(Closed) BM problem..advice appreciated!

posted 6 years ago in Bridesmaids
Post # 3
Member
526 posts
Busy bee
  • Wedding: October 2013

Maybe you could offer to loan her the money.  Tell her that it wouldn’t be fair to just give money to her, since you’re not doing it for anyone else, but you can help her out until she has the money to pay for it herself.  That way, if she really does need a loan, she can buy the dress, and if she really doesn’t, you’ll be in a position where it’s OK for you to comment on her excessive spending (since right now it would be inappropriate to tell her she can’t buy stuff for herself instead of saving for your wedding, but if she owes you money then her priority should be paying you back).  

Post # 5
Member
637 posts
Busy bee
  • Wedding: April 2012

You said in your post that “she’s not sure she can afford her Bridesmaid or Best Man dress” so maybe it’s not that she can’t afford it, but is afraid you’ll pick something very expensive. I would make sure to stick to a budget that is respectful of what your BMs can afford, for starters. Have a conversation with her and see what price range she’s comfortable with, ultimately if you both can’t agree, then it’s kind of up to you to either contribute towards the dress (if you really, really want her in your wedding), or to let her opt out of your wedding. Also, depending on what look you’re going for, you can always let yoru BMs decide on their own dresses so that everyone can find something they’re happy with in look and price point.

Post # 6
Member
369 posts
Helper bee
  • Wedding: September 2013

Could this be her way of telling you that she doesn’t want to be in the wedding anymore?

Post # 7
Member
4046 posts
Honey bee
  • Wedding: November 1999

Hmm, perhaps just let her wear any black dress that she owns. Or pull her aside and ask if she really wants to be in the wedding, if she did, she would find a way to save the money up for the dress. Without knowing her, it sounds like she is just trying to get you to pay for it/ and/or is a bit selfish.

Post # 10
Member
46421 posts
Honey Beekeeper
  • Wedding: November 1999

If you are being reasonable about the cost of the dress, I would just tell her the approximate price range and encourage her to save up for the dress like everyone else.
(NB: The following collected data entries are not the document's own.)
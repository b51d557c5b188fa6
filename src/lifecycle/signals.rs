//! OS signal handling.
//!
//! # Responsibilities
//! - Wait for SIGINT (Ctrl-C) or SIGTERM
//! - Translate the first one into a shutdown trigger
//!
//! # Design Decisions
//! - Uses Tokio's signal handling (async-safe)
//! - SIGTERM is only registered on unix targets

use crate::lifecycle::Shutdown;

/// Resolve when the process receives SIGINT or SIGTERM.
pub async fn shutdown_signal() {
    let ctrl_c = async {
        if let Err(e) = tokio::signal::ctrl_c().await {
            tracing::error!(error = %e, "Failed to install Ctrl-C handler");
            std::future::pending::<()>().await;
        }
    };

    #[cfg(unix)]
    let terminate = async {
        match tokio::signal::unix::signal(tokio::signal::unix::SignalKind::terminate()) {
            Ok(mut signal) => {
                signal.recv().await;
            }
            Err(e) => {
                tracing::error!(error = %e, "Failed to install SIGTERM handler");
                std::future::pending::<()>().await;
            }
        }
    };

    #[cfg(not(unix))]
    let terminate = std::future::pending::<()>();

    tokio::select! {
        _ = ctrl_c => tracing::info!("Received SIGINT"),
        _ = terminate => tracing::info!("Received SIGTERM"),
    }
}

/// Spawn a task that triggers `shutdown` on the first termination signal.
pub fn spawn_signal_handler(shutdown: Shutdown) -> tokio::task::JoinHandle<()> {
    tokio::spawn(async move {
        shutdown_signal().await;
        shutdown.trigger();
    })
}
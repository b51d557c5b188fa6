//! Lifecycle management subsystem.
//!
//! # Data Flow
//! ```text
//! Startup (startup.rs):
//!     Validate config → Compile vhost table → Build state → Bind listener
//!
//! Shutdown (shutdown.rs):
//!     Trigger → Stop accepting → Drain in-flight requests → Close socket
//!
//! Signals (signals.rs):
//!     SIGTERM/SIGINT → Trigger graceful shutdown
//!
//! State (state.rs):
//!     Process-wide request counter shared with the status endpoint
//! ```
//!
//! # Design Decisions
//! - Ordered startup: config first, then routing, then the listener
//! - Shutdown is idempotent: repeated triggers are harmless

pub mod shutdown;
pub mod signals;
pub mod startup;
pub mod state;

pub use shutdown::Shutdown;
pub use signals::{shutdown_signal, spawn_signal_handler};
pub use startup::{ProxyServer, StartupError};
pub use state::ServerState;
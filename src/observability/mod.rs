//! Observability subsystem.
//!
//! # Data Flow
//! ```text
//! All subsystems produce:
//!     → logging.rs (structured log events)
//!     → metrics.rs (counters, histograms)
//!
//! Consumers:
//!     → stdout via the fmt layer
//!     → Metrics endpoint (Prometheus scrape), when enabled
//! ```
//!
//! # Design Decisions
//! - Request ID flows through every request span
//! - Metrics are cheap (no-op without an installed recorder)

pub mod logging;
pub mod metrics;
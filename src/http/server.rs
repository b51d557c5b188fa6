//! HTTP server setup and request dispatch.
//!
//! # Responsibilities
//! - Create Axum Router with the dispatch handler
//! - Wire up middleware (tracing, request ID, panic recovery)
//! - Classify each request and route it to the status endpoint,
//!   a preflight response, the forwarder, or an error response
//! - Apply CORS headers to every response
//!
//! # Request States
//! ```text
//! Received → Classified → StatusHandled | PreflightHandled | Forwarded | Rejected → Closed
//! ```

use std::any::Any;
use std::future::Future;
use std::net::SocketAddr;
use std::panic::AssertUnwindSafe;
use std::sync::Arc;
use std::time::Instant;

use axum::{
    body::Body,
    extract::{ConnectInfo, State},
    http::{HeaderMap, Request, StatusCode, Uri},
    response::{IntoResponse, Response},
    routing::any,
    Router,
};
use futures_util::FutureExt;
use tokio::net::TcpListener;
use tower_http::{
    catch_panic::CatchPanicLayer,
    request_id::{MakeRequestUuid, PropagateRequestIdLayer, SetRequestIdLayer},
    trace::TraceLayer,
};

use crate::admin::StatusEndpoint;
use crate::http::error::DispatchError;
use crate::http::forwarder::Forwarder;
use crate::http::request::{classify, set_forwarded_for, Classification};
use crate::http::response::{preflight, CorsHeaders};
use crate::lifecycle::ServerState;
use crate::observability::metrics;
use crate::routing::{VhostEntry, VhostResolver, VhostTable};

/// Application state injected into handlers.
#[derive(Clone)]
pub struct AppState {
    pub vhosts: Arc<VhostTable>,
    pub status: Arc<StatusEndpoint>,
    pub server: Arc<ServerState>,
    pub forwarder: Arc<dyn Forwarder>,
    /// Port the proxy listens on; decides the synthesized CORS scheme.
    pub listen_port: u16,
}

impl AppState {
    pub fn new(
        vhosts: VhostTable,
        status: StatusEndpoint,
        forwarder: Arc<dyn Forwarder>,
        listen_port: u16,
    ) -> Self {
        Self {
            vhosts: Arc::new(vhosts),
            status: Arc::new(status),
            server: Arc::new(ServerState::new()),
            forwarder,
            listen_port,
        }
    }
}

/// Terminal state of a dispatched request.
#[derive(Debug, Clone, Copy, PartialEq, Eq)]
pub enum Outcome {
    StatusHandled,
    PreflightHandled,
    Forwarded,
    Rejected,
}

impl Outcome {
    pub fn as_str(&self) -> &'static str {
        match self {
            Outcome::StatusHandled => "status",
            Outcome::PreflightHandled => "preflight",
            Outcome::Forwarded => "forwarded",
            Outcome::Rejected => "rejected",
        }
    }
}

/// HTTP server for the proxy.
pub struct HttpServer {
    router: Router,
    state: AppState,
}

impl HttpServer {
    pub fn new(state: AppState) -> Self {
        let router = Self::build_router(state.clone());
        Self { router, state }
    }

    /// Build the Axum router with all middleware layers.
    fn build_router(state: AppState) -> Router {
        Router::new()
            .route("/{*path}", any(proxy_handler))
            .route("/", any(proxy_handler))
            .fallback(proxy_handler)
            .with_state(state)
            .layer(CatchPanicLayer::custom(handle_panic))
            .layer(PropagateRequestIdLayer::x_request_id())
            .layer(TraceLayer::new_for_http())
            .layer(SetRequestIdLayer::x_request_id(MakeRequestUuid))
    }

    pub fn router(&self) -> Router {
        self.router.clone()
    }

    pub fn state(&self) -> &AppState {
        &self.state
    }

    /// Serve connections from `listener` until `shutdown` resolves.
    ///
    /// Stops accepting at shutdown and returns once in-flight requests
    /// have completed and the socket is closed.
    pub async fn run<F>(self, listener: TcpListener, shutdown: F) -> Result<(), std::io::Error>
    where
        F: Future<Output = ()> + Send + 'static,
    {
        let addr = listener.local_addr()?;
        tracing::info!(address = %addr, "HTTP server starting");

        let app = self.router.into_make_service_with_connect_info::<SocketAddr>();
        axum::serve(listener, app)
            .with_graceful_shutdown(shutdown)
            .await?;

        tracing::info!("HTTP server stopped");
        Ok(())
    }
}

async fn proxy_handler(
    State(state): State<AppState>,
    ConnectInfo(peer): ConnectInfo<SocketAddr>,
    request: Request<Body>,
) -> Response {
    dispatch(&state, peer, request).await
}

/// Answer one request. Always produces a response.
///
/// A panic while routing or forwarding is answered like any other 500, so
/// the response still carries the CORS headers.
pub async fn dispatch(state: &AppState, peer: SocketAddr, request: Request<Body>) -> Response {
    let start_time = Instant::now();
    let cors = CorsHeaders::for_request(request.headers(), state.listen_port);
    let uri = request.uri().clone();
    let headers = request.headers().clone();

    let routed = AssertUnwindSafe(route(state, peer, request))
        .catch_unwind()
        .await;
    let (outcome, mut response) = match routed {
        Ok((outcome, Ok(response))) => (outcome, response),
        Ok((outcome, Err(err))) => {
            log_failure(&uri, &headers, &err);
            (outcome, err.into_response())
        }
        Err(panic) => {
            tracing::error!(
                uri = %uri,
                headers = ?headers,
                panic = %panic_message(panic.as_ref()),
                "error request: handler panicked"
            );
            (Outcome::Rejected, internal_error())
        }
    };

    cors.apply(response.headers_mut());
    metrics::record_request(outcome.as_str(), response.status().as_u16(), start_time);
    response
}

async fn route(
    state: &AppState,
    peer: SocketAddr,
    request: Request<Body>,
) -> (Outcome, Result<Response, DispatchError>) {
    match classify(&request, VhostResolver::new(&state.vhosts)) {
        Classification::StatusProbe { token } => {
            let result = state
                .status
                .handle(&token, &state.server)
                .map(IntoResponse::into_response)
                .map_err(DispatchError::from);
            (Outcome::StatusHandled, result)
        }
        Classification::Preflight { .. } => (Outcome::PreflightHandled, Ok(preflight())),
        Classification::Unroutable(not_found) => (Outcome::Rejected, Err(not_found.into())),
        Classification::Proxyable { entry } => {
            state.server.record_request();
            (Outcome::Forwarded, forward(state, peer, request, entry).await)
        }
    }
}

async fn forward(
    state: &AppState,
    peer: SocketAddr,
    mut request: Request<Body>,
    entry: &VhostEntry,
) -> Result<Response, DispatchError> {
    set_forwarded_for(request.headers_mut(), peer.ip())?;

    tracing::debug!(
        uri = %request.uri(),
        vhost = %entry.pattern,
        backend = %entry.target,
        "Proxying request"
    );

    let response = state.forwarder.forward(request, &entry.target).await?;
    Ok(response)
}

fn log_failure(uri: &Uri, headers: &HeaderMap, err: &DispatchError) {
    match err {
        DispatchError::Unroutable(_) => {
            tracing::warn!(uri = %uri, headers = ?headers, "{}", err);
        }
        DispatchError::Unauthorized(_) => {
            tracing::warn!(
                uri = %uri,
                headers = ?headers,
                "Rejected internal status request: {}", err
            );
        }
        DispatchError::Upstream(e) if e.is_connection_refused() => {
            tracing::warn!(uri = %uri, headers = ?headers, error = %e, "Bad gateway");
        }
        _ => {
            tracing::error!(uri = %uri, headers = ?headers, error = ?err, "error request: {}", err);
        }
    }
}

fn internal_error() -> Response {
    (StatusCode::INTERNAL_SERVER_ERROR, "Internal server error!").into_response()
}

fn panic_message(payload: &(dyn Any + Send)) -> &str {
    payload
        .downcast_ref::<String>()
        .map(String::as_str)
        .or_else(|| payload.downcast_ref::<&str>().copied())
        .unwrap_or("unknown panic")
}

/// Last resort for panics outside [`dispatch`], e.g. in middleware.
fn handle_panic(err: Box<dyn Any + Send + 'static>) -> Response {
    tracing::error!(panic = %panic_message(err.as_ref()), "Request handler panicked");
    internal_error()
}
//! Resolution of `Host` headers to vhost entries.

use std::fmt;

use crate::routing::matcher::bare_hostname;
use crate::routing::table::{VhostEntry, VhostTable};

/// No vhost matched the request.
#[derive(Debug, Clone, PartialEq, Eq)]
pub struct NotFound {
    /// The hostname that failed to resolve, `None` when the request had none.
    pub host: Option<String>,
}

impl fmt::Display for NotFound {
    fn fmt(&self, f: &mut fmt::Formatter<'_>) -> fmt::Result {
        write!(f, "Virtual host '{}' not found!", self.host.as_deref().unwrap_or(""))
    }
}

impl std::error::Error for NotFound {}

/// Resolves `Host` header values against a [`VhostTable`].
#[derive(Debug, Clone, Copy)]
pub struct VhostResolver<'a> {
    table: &'a VhostTable,
}

impl<'a> VhostResolver<'a> {
    pub fn new(table: &'a VhostTable) -> Self {
        Self { table }
    }

    /// Resolve a raw `Host` header value (port allowed).
    pub fn resolve(&self, host_header: Option<&str>) -> Result<&'a VhostEntry, NotFound> {
        let Some(host) = host_header.and_then(bare_hostname) else {
            return Err(NotFound { host: None });
        };

        self.table.resolve(host).ok_or_else(|| NotFound {
            host: Some(host.to_string()),
        })
    }
}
She has 5-6 months before you are going dress shopping. If she wants to be a Bridesmaid or Best Man she will find a way to save for the dress. If not, you can say you are sorry that she won’t be able to be in your wedding party.

Given the history between the two of you, I wouldn’t offer to loan her the money, nor would I pay for her dress.

Post # 11
Member
637 posts
Busy bee
  • Wedding: April 2012

@niki012310: Well, it sounds like you’ve been more than fair! Sorry to say it but I agree with other PPs, and I don’t feel she wants to be in your wedding unless you pay for her dress. That’s totally unfair to you. Maybe turn it around and say, ‘Sorry, I can’t pay for your dress, but if you can save the money for it, then I would love for you to be in my wedding. If you can’t save money for it, then I understand you can’t be in my wedding.” Then give her a deadline to commit to saving towards the dress.